- _Requirement_:
What lines of the data below include the word "response"? Report them by copying each.

- _Extracted information_:
>>>

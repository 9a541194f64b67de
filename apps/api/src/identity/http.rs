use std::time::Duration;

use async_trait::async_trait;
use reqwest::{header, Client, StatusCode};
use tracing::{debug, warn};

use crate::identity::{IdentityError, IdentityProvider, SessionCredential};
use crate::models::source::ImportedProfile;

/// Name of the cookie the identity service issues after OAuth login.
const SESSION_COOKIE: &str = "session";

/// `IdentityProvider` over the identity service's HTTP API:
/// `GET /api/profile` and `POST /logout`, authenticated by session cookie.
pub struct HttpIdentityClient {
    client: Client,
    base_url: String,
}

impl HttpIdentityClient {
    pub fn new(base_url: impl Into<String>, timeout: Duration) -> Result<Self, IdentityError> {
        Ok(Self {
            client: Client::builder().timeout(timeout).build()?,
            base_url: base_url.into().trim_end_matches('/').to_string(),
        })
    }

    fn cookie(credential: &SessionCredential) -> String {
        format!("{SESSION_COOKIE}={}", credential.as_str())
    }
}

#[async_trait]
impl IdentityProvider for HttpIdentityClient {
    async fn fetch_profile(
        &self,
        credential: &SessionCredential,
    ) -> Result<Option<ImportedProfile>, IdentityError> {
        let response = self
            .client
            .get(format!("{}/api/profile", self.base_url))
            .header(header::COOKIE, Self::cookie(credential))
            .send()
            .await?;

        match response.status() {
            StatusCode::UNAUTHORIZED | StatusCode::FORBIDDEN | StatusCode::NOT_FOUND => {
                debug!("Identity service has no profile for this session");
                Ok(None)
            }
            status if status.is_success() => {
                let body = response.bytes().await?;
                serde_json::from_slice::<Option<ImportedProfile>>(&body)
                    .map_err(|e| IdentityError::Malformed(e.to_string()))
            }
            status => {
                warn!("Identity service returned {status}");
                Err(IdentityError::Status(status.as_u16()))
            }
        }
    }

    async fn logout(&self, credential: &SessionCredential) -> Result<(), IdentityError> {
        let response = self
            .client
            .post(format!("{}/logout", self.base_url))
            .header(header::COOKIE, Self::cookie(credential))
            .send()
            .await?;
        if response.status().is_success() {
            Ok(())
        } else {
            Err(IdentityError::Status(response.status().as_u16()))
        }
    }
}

<<<

- _Task answer_:
        let response = self
        match response.status() {
                let body = response.bytes().await?;
        let response = self
        if response.status().is_success() {
            Err(IdentityError::Status(response.status().as_u16()))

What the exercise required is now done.